- Nickname: Holy City
- Wegbe-Kpalime Location within Ghana
- Coordinates: 06°39′00″N 00°20′28.3″E﻿ / ﻿6.65000°N 0.341194°E
- Country: Ghana
- Region: Volta Region
- District: South Dayi District

Government
- • District Chief Executive: Ernest Kojo Mallett
- • Fiaga of Wegbe: Togbe Wiah Kwasi II
- • Kpalime Traditional Area: Togbui Agbi Yao III
- Elevation: 248 m (814 ft)
- Time zone: GMT
- • Summer (DST): GMT
- Ghana Post GPS: VE
- Area code: 03620

= Wegbe Kpalime =

Wegbe Kpalime is a village located in the South Dayi District of the Volta Region of Ghana.

==History==
The people of the Kpalime Traditional Area are believed to have migrated to their present locations from Notsie in Togo.

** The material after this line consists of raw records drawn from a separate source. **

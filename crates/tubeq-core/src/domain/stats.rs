use serde::{Deserialize, Serialize};

use super::TubeName;

/// Point-in-time view of one tube.
#[derive(Debug, Clone, PartialEq, Eq, Serialize, Deserialize)]
pub struct TubeStats {
    pub name: TubeName,

    // current depth per lifecycle set
    pub ready: usize,
    pub delayed: usize,
    pub reserved: usize,
    pub buried: usize,

    // lifetime counters
    pub submitted: u64,
    pub reserved_total: u64,
    pub reclaimed: u64,
    pub finished: u64,
    pub buried_total: u64,
    pub kicked: u64,
}

impl TubeStats {
    pub fn new(name: TubeName) -> Self {
        Self {
            name,
            ready: 0,
            delayed: 0,
            reserved: 0,
            buried: 0,
            submitted: 0,
            reserved_total: 0,
            reclaimed: 0,
            finished: 0,
            buried_total: 0,
            kicked: 0,
        }
    }

    /// Live messages in any state.
    pub fn total(&self) -> usize {
        self.ready + self.delayed + self.reserved + self.buried
    }
}
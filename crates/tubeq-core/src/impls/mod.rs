//! Impls - ports の実装
//!
//! # 含まれる実装
//! - **InMemoryStore**: プロセス内の message body ストア
//!
//! 永続ストアは `MessageStore` を実装した別クレートとして追加する想定です。

pub mod inmem_store;

pub use self::inmem_store::InMemoryStore;
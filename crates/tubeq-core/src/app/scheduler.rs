//! Scheduler - 遅延メッセージの昇格と期限切れ lease の回収
//!
//! # フロー
//! 1. 登録済みの全 tube に `TubeQueue::tick()` をかける
//! 2. 各 tube の次の期限の最小値と poll 間隔の早い方まで眠る
//! 3. tube 側から schedule signal が来たら早めに起きて再計算

use std::collections::BTreeMap;
use std::sync::{Arc, PoisonError, RwLock};
use std::time::Duration;

use tokio::sync::{Notify, watch};
use tokio::task::JoinHandle;
use tokio::time::Instant;
use tracing::{debug, info};

use crate::domain::TubeName;
use crate::ports::Clock;
use crate::queue::TubeQueue;

/// Name → tube map shared by the broker and its scheduler.
#[derive(Default)]
pub struct TubeRegistry {
    tubes: RwLock<BTreeMap<TubeName, Arc<TubeQueue>>>,
}

impl TubeRegistry {
    pub fn new() -> Self {
        Self::default()
    }

    pub fn get(&self, name: &TubeName) -> Option<Arc<TubeQueue>> {
        self.read().get(name).cloned()
    }

    /// Existing tube, or the one `create` builds.
    pub fn get_or_insert_with(
        &self,
        name: &TubeName,
        create: impl FnOnce() -> TubeQueue,
    ) -> (Arc<TubeQueue>, bool) {
        if let Some(tube) = self.get(name) {
            return (tube, false);
        }
        let mut tubes = self.tubes.write().unwrap_or_else(PoisonError::into_inner);
        // another caller may have won between the read and the write lock
        if let Some(tube) = tubes.get(name) {
            return (tube.clone(), false);
        }
        let tube = Arc::new(create());
        tubes.insert(name.clone(), tube.clone());
        (tube, true)
    }

    pub fn remove(&self, name: &TubeName) -> Option<Arc<TubeQueue>> {
        self.tubes
            .write()
            .unwrap_or_else(PoisonError::into_inner)
            .remove(name)
    }

    pub fn names(&self) -> Vec<TubeName> {
        self.read().keys().cloned().collect()
    }

    /// Every tube, cloned out so no registry lock is held while ticking.
    pub fn snapshot(&self) -> Vec<Arc<TubeQueue>> {
        self.read().values().cloned().collect()
    }

    pub fn drain(&self) -> Vec<Arc<TubeQueue>> {
        let mut tubes = self.tubes.write().unwrap_or_else(PoisonError::into_inner);
        std::mem::take(&mut *tubes).into_values().collect()
    }

    fn read(&self) -> std::sync::RwLockReadGuard<'_, BTreeMap<TubeName, Arc<TubeQueue>>> {
        self.tubes.read().unwrap_or_else(PoisonError::into_inner)
    }
}

/// Background timer for every tube of a broker.
pub struct Scheduler {
    registry: Arc<TubeRegistry>,
    clock: Arc<dyn Clock>,
    poll_interval: Duration,
    signal: Arc<Notify>,
}

/// Running scheduler task.
/// - `shutdown()` で停止要求を送り、終了を待つ
/// - handle を drop しても送信側が落ちるので task は止まる
pub struct SchedulerHandle {
    shutdown_tx: watch::Sender<bool>,
    join: JoinHandle<()>,
}

impl SchedulerHandle {
    pub async fn shutdown(self) {
        // ignore send error: the task may already be gone
        let _ = self.shutdown_tx.send(true);
        let _ = self.join.await;
    }
}

impl Scheduler {
    pub fn new(
        registry: Arc<TubeRegistry>,
        clock: Arc<dyn Clock>,
        poll_interval: Duration,
        signal: Arc<Notify>,
    ) -> Self {
        Self {
            registry,
            clock,
            poll_interval,
            signal,
        }
    }

    /// Must be called inside a tokio runtime.
    pub fn spawn(self) -> SchedulerHandle {
        let (shutdown_tx, shutdown_rx) = watch::channel(false);
        let join = tokio::spawn(self.run(shutdown_rx));
        SchedulerHandle { shutdown_tx, join }
    }

    /// One pass over every tube. Returns the earliest next due time.
    pub fn tick_all(&self) -> Option<Instant> {
        self.registry
            .snapshot()
            .iter()
            .filter_map(|tube| tube.tick())
            .min()
    }

    async fn run(self, mut shutdown_rx: watch::Receiver<bool>) {
        info!(poll_interval_ms = self.poll_interval.as_millis() as u64, "scheduler started");
        loop {
            if *shutdown_rx.borrow() {
                break;
            }

            let next_due = self.tick_all();
            let poll_at = self.clock.now() + self.poll_interval;
            let wake_at = next_due.map_or(poll_at, |due| due.min(poll_at));
            debug!(?next_due, "scheduler sleeping");

            tokio::select! {
                changed = shutdown_rx.changed() => {
                    if changed.is_err() {
                        break;
                    }
                }
                _ = self.signal.notified() => {}
                _ = tokio::time::sleep_until(wake_at) => {}
            }
        }
        info!("scheduler stopped");
    }
}

#[cfg(test)]
mod tests {
    use super::*;
    use crate::domain::{Payload, SubmitOptions, TubeSettings};
    use crate::ports::SystemClock;
    use crate::queue::{JobQueue, TubeParts};

    fn registry_with(names: &[&str], signal: &Arc<Notify>) -> Arc<TubeRegistry> {
        let registry = Arc::new(TubeRegistry::new());
        for name in names {
            let name = TubeName::new(*name).unwrap();
            let parts = TubeParts {
                schedule_signal: Some(signal.clone()),
                ..TubeParts::default()
            };
            registry.get_or_insert_with(&name, || {
                TubeQueue::with_parts(name.clone(), TubeSettings::default(), parts)
            });
        }
        registry
    }

    #[test]
    fn registry_returns_the_same_tube_twice() {
        let registry = TubeRegistry::new();
        let name = TubeName::new("jobs").unwrap();

        let (first, created) = registry
            .get_or_insert_with(&name, || TubeQueue::new(name.clone(), TubeSettings::default()));
        assert!(created);
        let (second, created) = registry
            .get_or_insert_with(&name, || TubeQueue::new(name.clone(), TubeSettings::default()));

        assert!(!created);
        assert!(Arc::ptr_eq(&first, &second));
        assert_eq!(registry.names(), vec![name.clone()]);
        assert!(registry.remove(&name).is_some());
        assert!(registry.get(&name).is_none());
    }

    #[tokio::test(start_paused = true)]
    async fn tick_all_reports_earliest_due_time() {
        let signal = Arc::new(Notify::new());
        let registry = registry_with(&["a", "b"], &signal);
        let scheduler = Scheduler::new(
            registry.clone(),
            Arc::new(SystemClock),
            Duration::from_secs(1),
            signal,
        );
        let a = registry.get(&TubeName::new("a").unwrap()).unwrap();
        let b = registry.get(&TubeName::new("b").unwrap()).unwrap();
        let start = Instant::now();

        a.submit(Payload::from("x"), SubmitOptions::new().delay(Duration::from_secs(9)))
            .await
            .unwrap();
        b.submit(Payload::from("y"), SubmitOptions::new().delay(Duration::from_secs(4)))
            .await
            .unwrap();

        assert_eq!(scheduler.tick_all(), Some(start + Duration::from_secs(4)));
    }

    #[tokio::test(start_paused = true)]
    async fn background_pass_reclaims_expired_leases() {
        let signal = Arc::new(Notify::new());
        let registry = registry_with(&["work"], &signal);
        let handle = Scheduler::new(
            registry.clone(),
            Arc::new(SystemClock),
            Duration::from_secs(60),
            signal,
        )
        .spawn();
        let tube = registry.get(&TubeName::new("work").unwrap()).unwrap();

        tube.submit(Payload::from("job"), SubmitOptions::new().ttr(Duration::from_secs(2)))
            .await
            .unwrap();
        tube.reserve(Some(Duration::ZERO)).await.unwrap().unwrap();

        // no caller touches the tube; only the scheduler can reclaim
        tokio::time::sleep(Duration::from_secs(3)).await;

        let stats = tube.stats_without_tick();
        assert_eq!(stats.reclaimed, 1);
        assert_eq!(stats.ready, 1);

        handle.shutdown().await;
    }
}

This was to escape the tyranny of Togbe Agorkorli, the king of Notsie. One large group migrated to the coast. The second group includes the people of Wegbe, Kpeve and Klefe among others who settled in the Volta midlands.

==People==
The indigenous population are the Ewe. Wegbe Kpalime is one of the main villages in the Kpalime Traditional Area. They are related to the other Kpalime towns which include Kpale, Todome, Tsatee, Hiama, Kaira, To and Duga. Duga is the main village of the Kpalime Traditional Area.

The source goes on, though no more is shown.